In this project my classmates and I learned more about how to engage with hypothesis testing. I think
that it is a pivotal part of inferential statistics, and is truly relevant to where I want to be in my future.
Hypothesis testing still doesnt feel exactly like my strong suit, so to speak: yet I have gained valuable insight
from using the techniques practically. My highest praise and thanks goes out to my small study group I have
worked with this semester. As a team, every Saturday we would hash out new materials and explain to one
another so we could gain a better understanding. After missing a lecture from being out of town, I felt
completely lost with the concepts involved with hypothesis testing: the set-up, the test statistics, critical values,
literally everything. If it werent for my time spent with my team mates, I would have done poorly on the final
section of this term project as well as our final section test. One skill that will endure well past my schooling is
the ability to work with my cohorts and gain powerful interpersonal relationships. Many of my most successful
school, work, and life moments have stemmed from my ability to connect and network with a team of people
around me. I will hold this value in high esteem as I push forward in schooling, and in life.
Problem solving was a huge component within this project. At times the information and set up would
seem relatively straight forward and intuitive.
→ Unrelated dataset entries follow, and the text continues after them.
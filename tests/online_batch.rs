mod common;

use common::xor_network;
use neuron_graph::{RestartPolicy, SampleSet, TrainConfig, TrainMode};

fn single_epoch(mode: TrainMode) -> TrainConfig {
    TrainConfig {
        restart: RestartPolicy::disabled(),
        ..TrainConfig::new(1.0, 1, mode)
    }
}

#[test]
fn batch_equals_online_on_one_sample() {
    let samples = SampleSet::new(vec![vec![1.0, 0.0]], vec![vec![1.0]]).unwrap();

    let mut online = xor_network(99);
    let mut batch = xor_network(99);
    assert_eq!(online.weights_snapshot(), batch.weights_snapshot());

    let online_report = online.train(&samples, &single_epoch(TrainMode::Online)).unwrap();
    let batch_report = batch.train(&samples, &single_epoch(TrainMode::Batch)).unwrap();

    assert_eq!(online_report.epochs, 1);
    assert_eq!(online_report.train_error, batch_report.train_error);
    assert_eq!(online.weights_snapshot(), batch.weights_snapshot());
}

#[test]
fn batch_and_online_differ_on_several_samples() {
    let samples = common::xor_samples();
    let config = |mode| TrainConfig {
        shuffle_each_epoch: false,
        ..single_epoch(mode)
    };

    let mut online = xor_network(5);
    let mut batch = xor_network(5);
    online.train(&samples, &config(TrainMode::Online)).unwrap();
    batch.train(&samples, &config(TrainMode::Batch)).unwrap();
    assert_ne!(online.weights_snapshot(), batch.weights_snapshot());
}

#[test]
fn batch_mode_descends_on_xor() {
    let (tx, rx) = std::sync::mpsc::channel();
    let config = TrainConfig {
        epsilon: 0.0,
        max_epochs: 2_000,
        progress_tx: Some(tx),
        ..single_epoch(TrainMode::Batch)
    };

    let mut network = xor_network(42);
    let report = network.train(&common::xor_samples(), &config).unwrap();
    drop(config);

    let errors: Vec<f64> = rx.iter().map(|stats| stats.train_error).collect();
    assert_eq!(errors.len(), report.epochs);
    // The first epoch measures the fresh weights; nothing stalls at a zero mean error.
    assert!(report.epochs > 100, "stopped after {} epochs", report.epochs);
    assert!(errors[errors.len() - 1] < errors[0], "{} -> {}", errors[0], errors[errors.len() - 1]);
}
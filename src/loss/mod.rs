pub mod mse;

pub use mse::MseLoss;
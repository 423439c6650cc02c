use serde::{Serialize, Deserialize};

/// Per-epoch training statistics emitted by `train_loop`.
///
/// One value is logged at debug level for every completed epoch and, when a
/// `progress_tx` channel is configured in `TrainConfig`, sent through it.
#[derive(Debug, Clone, Serialize, Deserialize)]
pub struct EpochStats {
    /// 1-based restart session.
    pub session: usize,
    /// 1-based epoch within the session.
    pub epoch: usize,
    pub max_epochs: usize,
    /// Mean per-sample squared error over the training split.
    pub train_error: f64,
    /// Previous train error minus this one; positive means improvement.
    pub train_delta: f64,
    pub test_error: Option<f64>,
    pub test_delta: Option<f64>,
    /// Wall-clock duration of this epoch in milliseconds.
    pub elapsed_ms: u64,
}
pub mod sigmoid;

pub use sigmoid::{sigmoid, sigmoid_derivative};
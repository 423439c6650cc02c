use std::fs::File;
use std::io::{self, BufReader};
use std::path::PathBuf;

use anyhow::{Context, Result};
use clap::Parser;
use tracing::info;
use tracing_subscriber::EnvFilter;

use neuron_graph::{ExperimentConfig, RestartPolicy, RpropConfig, TopologySpec, TrainMode};

/// Train a layered network of message-passing neurons on a sample file and
/// optionally answer inference queries with it.
///
/// Samples are whitespace-separated numbers: per record, one value per input
/// neuron followed by one value per output neuron.
#[derive(Debug, Parser)]
#[command(name = "neuron-graph", version, about)]
struct Cli {
    /// Training samples.
    data: PathBuf,

    /// Inference records, answered one line each on stdout.
    #[arg(long)]
    query: Option<PathBuf>,

    /// JSON experiment configuration; flags below override it.
    #[arg(long)]
    config: Option<PathBuf>,

    /// Layer sizes, input first and output last.
    #[arg(long, value_delimiter = ',')]
    layers: Option<Vec<usize>>,

    #[arg(long)]
    learning_rate: Option<f64>,

    #[arg(long)]
    regularization: Option<f64>,

    #[arg(long, allow_hyphen_values = true)]
    weight_lower: Option<f64>,

    #[arg(long, allow_hyphen_values = true)]
    weight_upper: Option<f64>,

    #[arg(long)]
    seed: Option<u64>,

    /// Share of the samples used for training; the rest is the test split.
    #[arg(long)]
    train_ratio: Option<f64>,

    #[arg(long)]
    max_epochs: Option<usize>,

    #[arg(long)]
    epsilon: Option<f64>,

    /// Consecutive test-error increases that stop a session.
    #[arg(long)]
    test_window: Option<usize>,

    /// Restart sessions whose final train error stays above this threshold.
    #[arg(long)]
    restart_threshold: Option<f64>,

    #[arg(long)]
    max_restarts: Option<usize>,

    /// Never restart stuck sessions.
    #[arg(long, conflicts_with_all = ["restart_threshold", "max_restarts"])]
    no_restart: bool,

    /// One backward wave per epoch instead of one per sample.
    #[arg(long)]
    batch: bool,

    /// Use Rprop updates with default parameters unless the config sets them.
    #[arg(long)]
    rprop: bool,

    /// Separator between output values.
    #[arg(long, default_value = " ")]
    delimiter: String,
}

impl Cli {
    fn experiment(&self) -> Result<ExperimentConfig> {
        let mut config = match &self.config {
            Some(path) => {
                let path = path.to_str().context("config path is not valid UTF-8")?;
                ExperimentConfig::load_json(path).with_context(|| format!("loading {path}"))?
            }
            None => ExperimentConfig::default(),
        };

        if let Some(layers) = &self.layers {
            config.topology = TopologySpec::new(layers.clone());
        }
        let params = &mut config.network.params;
        if let Some(lr) = self.learning_rate {
            params.learning_rate = lr;
        }
        if let Some(reg) = self.regularization {
            params.regularization = reg;
        }
        if self.weight_lower.is_some() || self.weight_upper.is_some() {
            let current = config.network.weight_bounds;
            config.network.weight_bounds = neuron_graph::WeightBounds::new(
                self.weight_lower.unwrap_or(current.lower()),
                self.weight_upper.unwrap_or(current.upper()),
            )?;
        }
        if self.seed.is_some() {
            config.network.seed = self.seed;
        }

        let training = &mut config.training;
        if let Some(ratio) = self.train_ratio {
            training.train_ratio = ratio;
        }
        if let Some(max_epochs) = self.max_epochs {
            training.max_epochs = max_epochs;
        }
        if let Some(epsilon) = self.epsilon {
            training.epsilon = epsilon;
        }
        if let Some(window) = self.test_window {
            training.test_increase_window = window;
        }
        if let Some(threshold) = self.restart_threshold {
            training.restart.threshold = threshold;
        }
        if let Some(max_restarts) = self.max_restarts {
            training.restart.max_restarts = max_restarts;
        }
        if self.no_restart {
            training.restart = RestartPolicy::disabled();
        }
        if self.batch {
            training.mode = TrainMode::Batch;
        }
        if self.rprop && config.rprop.is_none() {
            config.rprop = Some(RpropConfig::default());
        }
        Ok(config)
    }
}

fn main() -> Result<()> {
    tracing_subscriber::fmt()
        .with_env_filter(EnvFilter::try_from_default_env().unwrap_or_else(|_| EnvFilter::new("info")))
        .with_writer(io::stderr)
        .init();

    let cli = Cli::parse();
    let config = cli.experiment()?;
    let mut network = config.build_network()?;

    let data = File::open(&cli.data).with_context(|| format!("opening {}", cli.data.display()))?;
    let report = network
        .train_from_reader(BufReader::new(data), &config.training)
        .context("training failed")?;
    info!(
        train_error = report.train_error,
        test_error = ?report.test_error,
        epochs = report.epochs,
        sessions = report.sessions,
        restarts = report.restarts,
        divergence_resets = report.divergence_resets,
        stop_reason = ?report.stop_reason,
        "training done"
    );

    if let Some(query) = &cli.query {
        let file = File::open(query).with_context(|| format!("opening {}", query.display()))?;
        let stdout = io::stdout();
        let answered = network.test_from_reader(BufReader::new(file), stdout.lock(), &cli.delimiter)?;
        info!(records = answered, "inference done");
    }
    Ok(())
}
//! querylens drivers - database engine implementations
//!
//! Re-exports the engine crates enabled by feature flags and opens an engine
//! from an [`EngineTarget`].

#[cfg(feature = "postgres")]
pub use querylens_driver_postgres as postgres;
#[cfg(feature = "sqlite")]
pub use querylens_driver_sqlite as sqlite;

mod registry;

pub use registry::{EngineTarget, connect, supported_engines};

/// Re-export commonly used types from querylens-core
pub use querylens_core::{DatabaseEngine, ExecutionOutcome, QueryLensError, QueryPlan, Result};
At other times, I found it increasingly challenging to properly
extract the correct data that I would need from our sample in order to get the proper proportions or test
statistics. When working with these things, this became frustrating to me and overwhelming. It however gave
me a wonderful chance to dive in deeper and read with more careful study and comprehension. I felt I gained
more from the set-up of these problems then I did from the standard text book questions. The more visual and
practical application provided a sturdy foundations to spring into better understanding for me. The other huge
element of critical thinking and problem solving was the presentation of this project. I have almost zero
experience with excel, and I remember feeling completely overwhelmed with the task at hand. How on Earth
were all of these graphs and charts going to happen?! Magically?! It was daunting to say the least. Fortunately
for us these days, YouTube had all of the answers. I learned through a lot of trial and error that excel is actually
a fairly intuitive program, with far more robust possibilities then I originally expected. I learned a ton while
performing this project in both Excel and in Word processing.
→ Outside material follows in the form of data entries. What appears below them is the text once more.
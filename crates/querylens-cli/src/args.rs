//! Command line arguments

use crate::logging::LogFormat;
use clap::{Args, Parser, Subcommand};
use querylens_drivers::EngineTarget;
use std::path::PathBuf;

#[derive(Debug, Parser)]
#[command(name = "querylens", version, about = "Query performance analyzer and index advisor")]
pub struct Cli {
    /// Log output format (logs go to stderr; RUST_LOG sets the level)
    #[arg(long, value_enum, default_value_t = LogFormat::Pretty, global = true)]
    pub log_format: LogFormat,

    #[command(subcommand)]
    pub command: Command,
}

#[derive(Debug, Subcommand)]
pub enum Command {
    /// Run statements, measure them and print plan-based advice
    Analyze(AnalyzeArgs),

    /// Print the key a statement is grouped under in query stats
    Normalize {
        #[arg(value_name = "SQL")]
        sql: String,
    },
}

#[derive(Debug, Args)]
pub struct AnalyzeArgs {
    #[command(flatten)]
    pub target: TargetArgs,

    /// SQL script run before analysis, e.g. schema and fixtures
    #[arg(long, value_name = "FILE")]
    pub setup: Option<PathBuf>,

    /// Print the analysis as JSON
    #[arg(long)]
    pub json: bool,

    /// Optimizer config file (TOML)
    #[arg(long, value_name = "FILE", env = "QUERYLENS_CONFIG")]
    pub config: Option<PathBuf>,

    /// Slow query threshold in milliseconds, overrides the config file
    #[arg(long, value_name = "MS")]
    pub slow_ms: Option<u64>,

    /// Also print aggregate stats over all analyzed statements
    #[arg(long)]
    pub stats: bool,

    /// Statements to analyze, in order
    #[arg(required = true, value_name = "SQL")]
    pub statements: Vec<String>,
}

#[derive(Debug, Args)]
#[group(required = true, multiple = false)]
pub struct TargetArgs {
    /// SQLite database file (`:memory:` for a scratch database)
    #[arg(long, value_name = "FILE")]
    pub sqlite: Option<PathBuf>,

    /// PostgreSQL connection string or URL
    #[arg(long, value_name = "CONN")]
    pub postgres: Option<String>,
}

impl TargetArgs {
    pub fn engine_target(&self) -> EngineTarget {
        match (&self.sqlite, &self.postgres) {
            (_, Some(conn_str)) => EngineTarget::postgres(conn_str.clone()),
            (Some(path), None) => EngineTarget::sqlite(path.clone()),
            // clap requires exactly one of the two
            (None, None) => EngineTarget::SqliteMemory,
        }
    }
}
//! Tests for the Query Plan Model

use super::*;
use pretty_assertions::assert_eq;

#[test]
fn test_query_plan_creation() {
    let root = PlanNode::of_kind(NodeKind::SeqScan)
        .with_relation("users")
        .with_cost(0.0, 100.0)
        .with_rows(1000);

    let plan = QueryPlan::new(root);

    assert!(!plan.is_empty());
    assert_eq!(plan.total_cost(), Some(100.0));
    assert_eq!(plan.total_rows(), Some(1000));
    assert!(plan.planning_time_ms.is_none());
    assert!(plan.execution_time_ms.is_none());
}

#[test]
fn test_empty_plan_has_no_nodes() {
    let plan = QueryPlan::empty();

    assert!(plan.is_empty());
    assert_eq!(plan.total_cost(), None);
    assert_eq!(plan.iter_nodes().count(), 0);
    assert!(!plan.has_sequential_scans());
}

#[test]
fn test_plan_node_builder() {
    let node = PlanNode::of_kind(NodeKind::IndexScan)
        .with_relation("orders")
        .with_alias("o")
        .with_index("orders_pkey")
        .with_cost(0.42, 8.44)
        .with_rows(1)
        .with_filter("status = 'active'");

    assert_eq!(node.node_type, "Index Scan");
    assert_eq!(node.kind(), NodeKind::IndexScan);
    assert_eq!(node.relation.as_deref(), Some("orders"));
    assert_eq!(node.alias.as_deref(), Some("o"));
    assert_eq!(node.index_name.as_deref(), Some("orders_pkey"));
    assert_eq!(node.startup_cost, 0.42);
    assert_eq!(node.total_cost, 8.44);
    assert_eq!(node.plan_rows, 1);
    assert_eq!(node.filter.as_deref(), Some("status = 'active'"));
}

#[test]
fn test_plan_node_tree_traversal() {
    //       Hash Join
    //      /         \
    //  Seq Scan   Index Scan
    let root = PlanNode::of_kind(NodeKind::HashJoin)
        .with_child(PlanNode::of_kind(NodeKind::SeqScan).with_relation("users"))
        .with_child(PlanNode::of_kind(NodeKind::IndexScan).with_relation("orders"));

    let plan = QueryPlan::new(root);

    let kinds: Vec<_> = plan.iter_nodes().map(|n| n.kind()).collect();
    assert_eq!(
        kinds,
        vec![NodeKind::HashJoin, NodeKind::SeqScan, NodeKind::IndexScan]
    );
    assert!(plan.has_sequential_scans());
    assert_eq!(plan.find_nodes_by_kind(NodeKind::IndexScan).len(), 1);
}

#[test]
fn test_plan_node_count_and_depth() {
    let single = PlanNode::of_kind(NodeKind::Result);
    assert_eq!(single.node_count(), 1);
    assert_eq!(single.depth(), 1);
    assert!(single.is_leaf());

    let tree = PlanNode::of_kind(NodeKind::Sort).with_child(
        PlanNode::of_kind(NodeKind::NestedLoop)
            .with_child(PlanNode::of_kind(NodeKind::SeqScan))
            .with_child(PlanNode::of_kind(NodeKind::IndexScan)),
    );
    assert_eq!(tree.node_count(), 4);
    assert_eq!(tree.depth(), 3);
    assert!(!tree.is_leaf());
}

#[test]
fn test_node_kind_classification() {
    assert_eq!(NodeKind::from_node_type("Seq Scan"), NodeKind::SeqScan);
    assert_eq!(NodeKind::from_node_type("Nested Loop"), NodeKind::NestedLoop);
    assert_eq!(
        NodeKind::from_node_type("Nested Loop Left Join"),
        NodeKind::NestedLoop
    );
    assert_eq!(NodeKind::from_node_type("Hash Aggregate"), NodeKind::HashAggregate);
    assert_eq!(NodeKind::from_node_type("Something Else"), NodeKind::Unknown);

    assert!(NodeKind::BitmapHeapScan.is_scan());
    assert!(!NodeKind::Sort.is_scan());
    assert!(NodeKind::MergeJoin.is_join());
    assert!(!NodeKind::Hash.is_join());
}

#[test]
fn test_node_kind_round_trips_through_name() {
    for kind in [
        NodeKind::SeqScan,
        NodeKind::IndexOnlyScan,
        NodeKind::NestedLoop,
        NodeKind::Sort,
        NodeKind::GroupAggregate,
        NodeKind::ModifyTable,
    ] {
        assert_eq!(NodeKind::from_node_type(kind.as_str()), kind);
    }
}

#[test]
fn test_plan_node_deserializes_with_defaults() {
    let json = r#"{"node_type": "Seq Scan", "total_cost": 5.0}"#;
    let node: PlanNode = serde_json::from_str(json).unwrap();

    assert_eq!(node.kind(), NodeKind::SeqScan);
    assert_eq!(node.total_cost, 5.0);
    assert_eq!(node.plan_rows, 0);
    assert!(node.children.is_empty());
    assert!(node.index_name.is_none());
}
After this class, I have already noticed that I more critically observe and assess statistics I see in my day
to day life. I believe that a fuller understanding of statistics methods can prepare the everyday consumer to be
mindful. In our current day and age it is so common for us to be bombarded by statistics: but they are generally
so heavily biased that it is clear that the only intention present is the goal of selling a product. This must be the
price of consumer and capitalist society: but I do not think ignorance is bliss. Having even a basic
understanding of how statistics are found can help us to stay away from hoax products, or even just to look
twice before believing something we read online. I think it is important to have as non-biased statistics as
possible, and I will continue to honor that concept as I push into research methods of my own here in the next
few years of my continued education.